So check your plants often and spray with neem oil as a preventative.
Fuckin’ house plant bugs.
Out there shamelessly eating my plants.
Pests are a pain, especially to me, a vegan. I don’t WANT to kill them, but they insist on eating my plants. So I have to take a lot of preventative measures, which is far more time consuming than just nuking a plant with bug spray, but needs must.
This is not important to you. The rest of the post will be. Supposing you have a passing interest in keeping your house plants free of pests.
Where do house plant pests come from?
Realistically we can assume they come either on plants we’ve bought or in the soil of new plants.
However, if you create the right condition, they’ll just…show up. Especially fungus gnats, but that’s ok because apart from being annoying af, fungus gnats in normal quantities won’t really damage your plants.
In general, most plants prefer a moist environment and don’t like dry environments at all. So all of you overwaterers need to watch out – you’re actively encouraging pests to your plants.
Do check your plants when you buy them – especially if you buy plants from the reduced section. Often the rather sad, yellowing reduced plants have simply been overwatered, but always check.
Check orchids especially carefully. Orchids tend to be potted in bark, so the water can drain away pretty efficiently even if they’re watered every day.
Sad looking orchids may be infested (they could just be at the end of their flowering cycle but CHECK.
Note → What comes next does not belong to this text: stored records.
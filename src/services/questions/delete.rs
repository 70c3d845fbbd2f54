use tracing::info;

use super::{QuestionService, question_scope};
use crate::errors::{Result, VocademyError};
use crate::policy::{Action, Actor, Resource, evaluate};
use crate::storage::{ensure_affected, ensure_found};

pub(super) async fn delete_question(
    service: &QuestionService,
    actor: &Actor,
    id: i64,
) -> Result<()> {
    let question = ensure_found(service.storage.get_question_by_id(id).await?, "question")?;

    let course = question_scope(service, actor, question.course_id).await?;
    evaluate(actor, Action::Delete, &Resource::Question { course })
        .require("delete question")?;

    if service.storage.question_has_answers(id).await? {
        return Err(VocademyError::invalid_state(
            "题目已有作答，不能删除",
        ));
    }

    let affected = service.storage.delete_question(id).await?;
    ensure_affected(affected, "delete question")?;

    info!(actor_id = actor.id, question_id = id, "题目已删除");
    Ok(())
}
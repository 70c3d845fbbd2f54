use serde::Serialize;
use ts_rs::TS;

use super::entities::{Enrollment, InstructorAssignment};
use crate::models::PaginationInfo;

/// 选课列表响应
#[derive(Debug, Serialize, TS)]
#[ts(export, export_to = "../frontend/src/types/generated/enrollment.ts")]
pub struct EnrollmentListResponse {
    pub items: Vec<Enrollment>,
    pub pagination: PaginationInfo,
}

/// 课程成员响应（学生 + 教师）
#[derive(Debug, Serialize, TS)]
#[ts(export, export_to = "../frontend/src/types/generated/enrollment.ts")]
pub struct CourseMembersResponse {
    pub enrollments: Vec<Enrollment>,
    pub instructors: Vec<InstructorAssignment>,
}
use tracing::info;

use super::ProfileService;
use crate::errors::{Result, VocademyError};
use crate::models::profiles::{entities::Profile, requests::ApproveProfileRequest};
use crate::policy::Actor;
use crate::storage::{ensure_affected, ensure_found};

/// 审批状态是授权输入，只有管理员可以写
pub(super) async fn approve_profile(
    service: &ProfileService,
    actor: &Actor,
    id: i64,
    req: ApproveProfileRequest,
) -> Result<Profile> {
    crate::services::require_approved(actor)?;
    if !actor.is_admin() {
        return Err(VocademyError::role_forbidden(
            "只有管理员可以变更审批状态",
        ));
    }

    let affected = service
        .storage
        .set_approval_status(id, req.approval_status.clone())
        .await?;
    ensure_affected(affected, "set approval status")?;

    info!(
        actor_id = actor.id,
        profile_id = id,
        status = %req.approval_status,
        "审批状态已变更"
    );
    ensure_found(service.storage.get_profile_by_id(id).await?, "profile")
}
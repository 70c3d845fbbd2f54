use std::collections::BTreeMap;

use super::SeaOrmStorage;
use crate::entity::submissions::{ActiveModel, Column, Entity as Submissions};
use crate::errors::{Result, VocademyError};
use crate::models::{
    PaginationInfo,
    submissions::{
        entities::{Submission, SubmissionStatus},
        requests::SubmissionListQuery,
        responses::SubmissionListResponse,
    },
};
use sea_orm::{
    ColumnTrait, EntityTrait, PaginatorTrait, QueryFilter, QueryOrder, Set, TransactionTrait,
    sea_query::{Expr, OnConflict},
};

impl SeaOrmStorage {
    /// 通过 ID 获取提交
    pub async fn get_submission_by_id_impl(&self, id: i64) -> Result<Option<Submission>> {
        let result = Submissions::find_by_id(id)
            .one(&self.db)
            .await
            .map_err(|e| VocademyError::database_operation(format!("查询提交失败: {e}")))?;

        Ok(result.map(|m| m.into_submission()))
    }

    /// 通过 (assignment_id, student_id) 获取提交
    pub async fn get_submission_impl(
        &self,
        assignment_id: i64,
        student_id: i64,
    ) -> Result<Option<Submission>> {
        let result = Submissions::find()
            .filter(Column::AssignmentId.eq(assignment_id))
            .filter(Column::StudentId.eq(student_id))
            .one(&self.db)
            .await
            .map_err(|e| VocademyError::database_operation(format!("查询提交失败: {e}")))?;

        Ok(result.map(|m| m.into_submission()))
    }

    /// 分页列出提交，student_id 为 Some 时收窄到该学生
    pub async fn list_submissions_with_pagination_impl(
        &self,
        student_id: Option<i64>,
        query: SubmissionListQuery,
    ) -> Result<SubmissionListResponse> {
        let page = query.pagination.page() as u64;
        let size = query.pagination.size() as u64;

        let mut select = Submissions::find();

        if let Some(student_id) = student_id {
            select = select.filter(Column::StudentId.eq(student_id));
        }

        if let Some(assignment_id) = query.assignment_id {
            select = select.filter(Column::AssignmentId.eq(assignment_id));
        }

        select = select.order_by_desc(Column::UpdatedAt);

        let paginator = select.paginate(&self.db, size);
        let total = paginator
            .num_items()
            .await
            .map_err(|e| VocademyError::database_operation(format!("查询提交总数失败: {e}")))?;

        let items = paginator
            .fetch_page(page - 1)
            .await
            .map_err(|e| VocademyError::database_operation(format!("查询提交列表失败: {e}")))?;

        Ok(SubmissionListResponse {
            items: items.into_iter().map(|m| m.into_submission()).collect(),
            pagination: PaginationInfo::new(page as i64, size as i64, total as i64),
        })
    }

    /// 草稿合并保存
    ///
    /// 事务内完成读取、合并与写入。键级合并：本次携带的键覆盖旧值，
    /// 未携带的键原样保留。首存靠 (assignment_id, student_id) 唯一索引
    /// 上的 ON CONFLICT 兜住并发创建，输掉插入的一方重读后转入合并
    /// 路径。更新带 status = 'draft' 条件，并发提交后迟到的保存会
    /// 落到零行并显式失败。
    pub async fn merge_draft_answers_impl(
        &self,
        assignment_id: i64,
        student_id: i64,
        answers: BTreeMap<i64, String>,
    ) -> Result<Submission> {
        let now = chrono::Utc::now().timestamp();

        let txn = self
            .db
            .begin()
            .await
            .map_err(|e| VocademyError::database_operation(format!("开启事务失败: {e}")))?;

        let existing = Submissions::find()
            .filter(Column::AssignmentId.eq(assignment_id))
            .filter(Column::StudentId.eq(student_id))
            .one(&txn)
            .await
            .map_err(|e| VocademyError::database_operation(format!("查询提交失败: {e}")))?;

        let row = match existing {
            None => {
                let model = ActiveModel {
                    assignment_id: Set(assignment_id),
                    student_id: Set(student_id),
                    answers: Set(serde_json::to_string(&answers)?),
                    status: Set(SubmissionStatus::Draft.to_string()),
                    submitted_at: Set(None),
                    created_at: Set(now),
                    updated_at: Set(now),
                    ..Default::default()
                };

                let inserted = Submissions::insert(model)
                    .on_conflict(
                        OnConflict::columns([Column::AssignmentId, Column::StudentId])
                            .do_nothing()
                            .to_owned(),
                    )
                    .exec_without_returning(&txn)
                    .await
                    .map_err(|e| {
                        VocademyError::database_operation(format!("创建草稿失败: {e}"))
                    })?;

                let saved = Submissions::find()
                    .filter(Column::AssignmentId.eq(assignment_id))
                    .filter(Column::StudentId.eq(student_id))
                    .one(&txn)
                    .await
                    .map_err(|e| {
                        VocademyError::database_operation(format!("读取保存结果失败: {e}"))
                    })?
                    .ok_or_else(|| {
                        VocademyError::database_operation("保存后的草稿不可见".to_string())
                    })?;

                if inserted > 0 {
                    // 插入成功，本次答案已全部落库
                    txn.commit().await.map_err(|e| {
                        VocademyError::database_operation(format!("提交事务失败: {e}"))
                    })?;
                    return Ok(saved.into_submission());
                }

                // 另一次首存抢先建行，转入合并路径
                saved
            }
            Some(row) => row,
        };

        if row.status != SubmissionStatus::Draft.to_string() {
            return Err(VocademyError::submission_locked(format!(
                "submission {} is already {}",
                row.id, row.status
            )));
        }

        let mut merged =
            serde_json::from_str::<BTreeMap<i64, String>>(&row.answers).unwrap_or_default();
        merged.extend(answers);

        let result = Submissions::update_many()
            .col_expr(Column::Answers, Expr::value(serde_json::to_string(&merged)?))
            .col_expr(Column::UpdatedAt, Expr::value(now))
            .filter(Column::Id.eq(row.id))
            .filter(Column::Status.eq(SubmissionStatus::Draft.to_string()))
            .exec(&txn)
            .await
            .map_err(|e| VocademyError::database_operation(format!("保存草稿失败: {e}")))?;

        if result.rows_affected == 0 {
            return Err(VocademyError::no_rows_affected(format!(
                "draft save for submission {} affected zero rows",
                row.id
            )));
        }

        let saved = Submissions::find_by_id(row.id)
            .one(&txn)
            .await
            .map_err(|e| VocademyError::database_operation(format!("读取保存结果失败: {e}")))?
            .ok_or_else(|| {
                VocademyError::database_operation("保存后的草稿不可见".to_string())
            })?;

        txn.commit()
            .await
            .map_err(|e| VocademyError::database_operation(format!("提交事务失败: {e}")))?;

        Ok(saved.into_submission())
    }

    /// draft -> submitted，单调流转
    ///
    /// 条件更新保证幂等：非 draft 行影响零行，返回 false。
    pub async fn mark_submitted_impl(&self, assignment_id: i64, student_id: i64) -> Result<bool> {
        let now = chrono::Utc::now().timestamp();

        let result = Submissions::update_many()
            .col_expr(
                Column::Status,
                Expr::value(SubmissionStatus::Submitted.to_string()),
            )
            .col_expr(Column::SubmittedAt, Expr::value(now))
            .col_expr(Column::UpdatedAt, Expr::value(now))
            .filter(Column::AssignmentId.eq(assignment_id))
            .filter(Column::StudentId.eq(student_id))
            .filter(Column::Status.eq(SubmissionStatus::Draft.to_string()))
            .exec(&self.db)
            .await
            .map_err(|e| VocademyError::database_operation(format!("提交答卷失败: {e}")))?;

        Ok(result.rows_affected > 0)
    }

    /// submitted -> graded，最终评分写入后由聚合器触发
    pub async fn mark_graded_impl(&self, submission_id: i64) -> Result<bool> {
        let now = chrono::Utc::now().timestamp();

        let result = Submissions::update_many()
            .col_expr(
                Column::Status,
                Expr::value(SubmissionStatus::Graded.to_string()),
            )
            .col_expr(Column::UpdatedAt, Expr::value(now))
            .filter(Column::Id.eq(submission_id))
            .filter(Column::Status.ne(SubmissionStatus::Draft.to_string()))
            .exec(&self.db)
            .await
            .map_err(|e| VocademyError::database_operation(format!("更新提交状态失败: {e}")))?;

        Ok(result.rows_affected > 0)
    }
}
Check behind the flowers for mealybugs. I mention mealybugs specifically because they’re the pest I see most often in garden centres.
Types of house plant pests and how to identify them
Yeah, you’d think I was joking but I’m not. This is more specifically aimed at those of you that keep plants in terrariums. It’s not at all uncommon for slug eggs to wind up in the substrate or potting mix.
I know, because we have a fish tank that’s half water and half, er, empty, with a pile of mossy rocks that stick out of the water.
We added the moss and a watermelon peperomia that I’d been propagating. I was interested to see if it’d grow (it did).
A sunflower seed also ended up germinating in there (we assume it came from the birdseed we keep in a bin next to the tank). After the tiny baby slug ate the sunflower (which had grown beautifully – at time of death it had four leaves) an then moved onto the peperomia, whose since been moved to a safe house (a jar of water) and is going into witness protection.
The annoying thing is not only had I seen the slug, I’d taken a photo of it eating the sunflower and snet it to my boyfriend. By the time Dave messaged me back saying ‘GET IT OUT’ the little bastard had gone, NEVER TO BE SEEN AGAIN. We just noticed the plants decreasing in size and a lot of slime.
At the time of writing, he’s still at large in the fish tank.
How to identify slugs:
- they look like fuckin slugs
- Slimy af
How to get rid of slugs:
- Find it (harder than you’d think
- Chuck it outside (we’re not monsters)
- If you are a monster and want to kill it, take it to the nearest duck pond or similar and feed it to a duck. They love ’em. Slugs are toxic to most other animals, even hedgehogs that are falsely rumoured to eat loads of them, but ducks are hard and can handle them
I have a couple of plants with mealybugs.
It was actually mealybugs that finally saw off my ill-fated Dieffenbachia, but I can’t blame them – you wouldn’t blame a lion for putting a wounded gazelle out of its misery, would you?
There was a severe case of mealybugs on the mahoosive cactus we’ve had for the past decade.
The cactus doesn’t care.
It’s currently massive and growing. It’s in a pot with no drainage holes and gets watered never.
There’s gravel on top of the soil and the moisture probe proclaims the soil to be moist, despite me not having watered it all year.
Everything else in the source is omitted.